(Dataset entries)
----------------------------------------
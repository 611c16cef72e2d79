// Copyright (c) 2024-2025 GraphSchema Contributors
// SPDX-License-Identifier: Apache-2.0
//
//! Asynchronous index maintenance
//!
//! This module provides:
//! - The `IndexMaintainer` trait implemented by the host storage layer
//! - A background coordinator that runs backfills and releases off the commit path
//! - A job tracker recording per-index backfill progress
//!
//! Jobs are only scheduled after a commit has been published, so a schema
//! change never waits on data movement.

mod coordinator;
mod tracker;

use async_trait::async_trait;

use crate::types::{GraphIndex, RelationTypeIndex, SchemaId};

pub use coordinator::BackfillCoordinator;
pub use tracker::{JobRecord, JobState, JobTracker};

/// Index handed to the maintainer
#[derive(Debug, Clone, PartialEq)]
pub enum IndexDescriptor {
    Graph(GraphIndex),
    Relation(RelationTypeIndex),
}

impl IndexDescriptor {
    pub fn id(&self) -> SchemaId {
        match self {
            IndexDescriptor::Graph(index) => index.id(),
            IndexDescriptor::Relation(index) => index.id(),
        }
    }

    pub fn name(&self) -> &str {
        match self {
            IndexDescriptor::Graph(index) => index.name(),
            IndexDescriptor::Relation(index) => index.name(),
        }
    }
}

/// Host hook that moves index data
#[async_trait]
pub trait IndexMaintainer: Send + Sync {
    /// Populates the index from existing graph data; returns the number of
    /// elements indexed
    async fn backfill(&self, index: &IndexDescriptor) -> Result<u64, String>;

    /// Drops all stored entries of a removed index
    async fn release(&self, index: &IndexDescriptor) -> Result<(), String>;
}

/// Maintainer for hosts without stored graph data; every backfill completes immediately
#[derive(Debug, Default, Clone, Copy)]
pub struct NoopIndexMaintainer;

#[async_trait]
impl IndexMaintainer for NoopIndexMaintainer {
    async fn backfill(&self, _index: &IndexDescriptor) -> Result<u64, String> {
        Ok(0)
    }

    async fn release(&self, _index: &IndexDescriptor) -> Result<(), String> {
        Ok(())
    }
}
// Copyright (c) 2024-2025 GraphSchema Contributors
// SPDX-License-Identifier: Apache-2.0
//
//! Index management
//!
//! This module provides:
//! - Vertex-centric indexes attached to a relation type
//! - Graph-wide composite and mixed indexes and their builder
//! - The graph index lifecycle state machine and `update_index`

pub mod graph;
pub mod lifecycle;
pub mod relation;

pub use graph::IndexBuilder;
pub use lifecycle::{transition, Transition};
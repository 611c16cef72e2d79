// Copyright (c) 2024-2025 GraphSchema Contributors
// SPDX-License-Identifier: Apache-2.0
//
//! Managed options: graph-wide settings stored with the schema and changed
//! through management transactions

use log::debug;

use super::ManagementTransaction;
use crate::error::SchemaResult;
use crate::names::validate_option_path;

impl ManagementTransaction {
    /// Current value of a managed option, including this transaction's own writes
    pub fn get_option(&self, path: &str) -> SchemaResult<Option<String>> {
        self.ensure_open()?;
        validate_option_path(path)?;
        self.read(|view| Ok(view.option(path)))
    }

    /// Set a managed option; other transactions see the value after commit.
    /// Concurrent writers of the same path: the last commit wins.
    pub fn set_option(&mut self, path: &str, value: impl Into<String>) -> SchemaResult<()> {
        self.ensure_open()?;
        validate_option_path(path)?;
        let value = value.into();
        debug!("Setting option '{}' to '{}'", path, value);
        self.overlay.set_option(path, value);
        Ok(())
    }
}

#[cfg(test)]
mod tests {
    use crate::error::ErrorKind;
    use crate::registry::SchemaRegistry;

    #[test]
    fn test_option_visible_after_commit() {
        let registry = SchemaRegistry::in_memory().unwrap();
        let mut tx = registry.open_management();
        let other = registry.open_management();

        assert_eq!(tx.get_option("index.search.backend").unwrap(), None);
        tx.set_option("index.search.backend", "lucene").unwrap();
        assert_eq!(
            tx.get_option("index.search.backend").unwrap().as_deref(),
            Some("lucene")
        );
        assert_eq!(other.get_option("index.search.backend").unwrap(), None);

        tx.commit().unwrap();
        assert_eq!(
            other.get_option("index.search.backend").unwrap().as_deref(),
            Some("lucene")
        );
        assert_eq!(registry.snapshot().option("index.search.backend"), Some("lucene"));
    }

    #[test]
    fn test_last_commit_wins() {
        let registry = SchemaRegistry::in_memory().unwrap();
        let mut first = registry.open_management();
        let mut second = registry.open_management();
        first.set_option("cache.size", "100").unwrap();
        second.set_option("cache.size", "200").unwrap();

        first.commit().unwrap();
        second.commit().unwrap();
        assert_eq!(registry.snapshot().option("cache.size"), Some("200"));
    }

    #[test]
    fn test_option_path_and_state_checks() {
        let registry = SchemaRegistry::in_memory().unwrap();
        let mut tx = registry.open_management();
        let err = tx.set_option("index..backend", "x").unwrap_err();
        assert_eq!(err.kind(), ErrorKind::SchemaViolation);

        tx.rollback();
        assert_eq!(
            tx.get_option("cache.size").unwrap_err().kind(),
            ErrorKind::ClosedTransaction
        );
        assert_eq!(
            tx.set_option("cache.size", "1").unwrap_err().kind(),
            ErrorKind::ClosedTransaction
        );
    }
}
----------------------------------------
WORK REQUEST: Give again, word for word, the records from their first line to the one with "async fn backfill(&self, _index: &IndexDescriptor)", and leave out all else.

RESPONSE TO THE TASK:
repository 611c16cef72e2d79
// Copyright (c) 2024-2025 GraphSchema Contributors
// SPDX-License-Identifier: Apache-2.0
//
//! Asynchronous index maintenance
//!
//! This module provides:
//! - The `IndexMaintainer` trait implemented by the host storage layer
//! - A background coordinator that runs backfills and releases off the commit path
//! - A job tracker recording per-index backfill progress
//!
//! Jobs are only scheduled after a commit has been published, so a schema
//! change never waits on data movement.

mod coordinator;
mod tracker;

use async_trait::async_trait;

use crate::types::{GraphIndex, RelationTypeIndex, SchemaId};

pub use coordinator::BackfillCoordinator;
pub use tracker::{JobRecord, JobState, JobTracker};

/// Index handed to the maintainer
#[derive(Debug, Clone, PartialEq)]
pub enum IndexDescriptor {
    Graph(GraphIndex),
    Relation(RelationTypeIndex),
}

impl IndexDescriptor {
    pub fn id(&self) -> SchemaId {
        match self {
            IndexDescriptor::Graph(index) => index.id(),
            IndexDescriptor::Relation(index) => index.id(),
        }
    }

    pub fn name(&self) -> &str {
        match self {
            IndexDescriptor::Graph(index) => index.name(),
            IndexDescriptor::Relation(index) => index.name(),
        }
    }
}

/// Host hook that moves index data
#[async_trait]
pub trait IndexMaintainer: Send + Sync {
    /// Populates the index from existing graph data; returns the number of
    /// elements indexed
    async fn backfill(&self, index: &IndexDescriptor) -> Result<u64, String>;

    /// Drops all stored entries of a removed index
    async fn release(&self, index: &IndexDescriptor) -> Result<(), String>;
}

/// Maintainer for hosts without stored graph data; every backfill completes immediately
#[derive(Debug, Default, Clone, Copy)]
pub struct NoopIndexMaintainer;

#[async_trait]
impl IndexMaintainer for NoopIndexMaintainer {
    async fn backfill(&self, _index: &IndexDescriptor) -> Result<u64, String> {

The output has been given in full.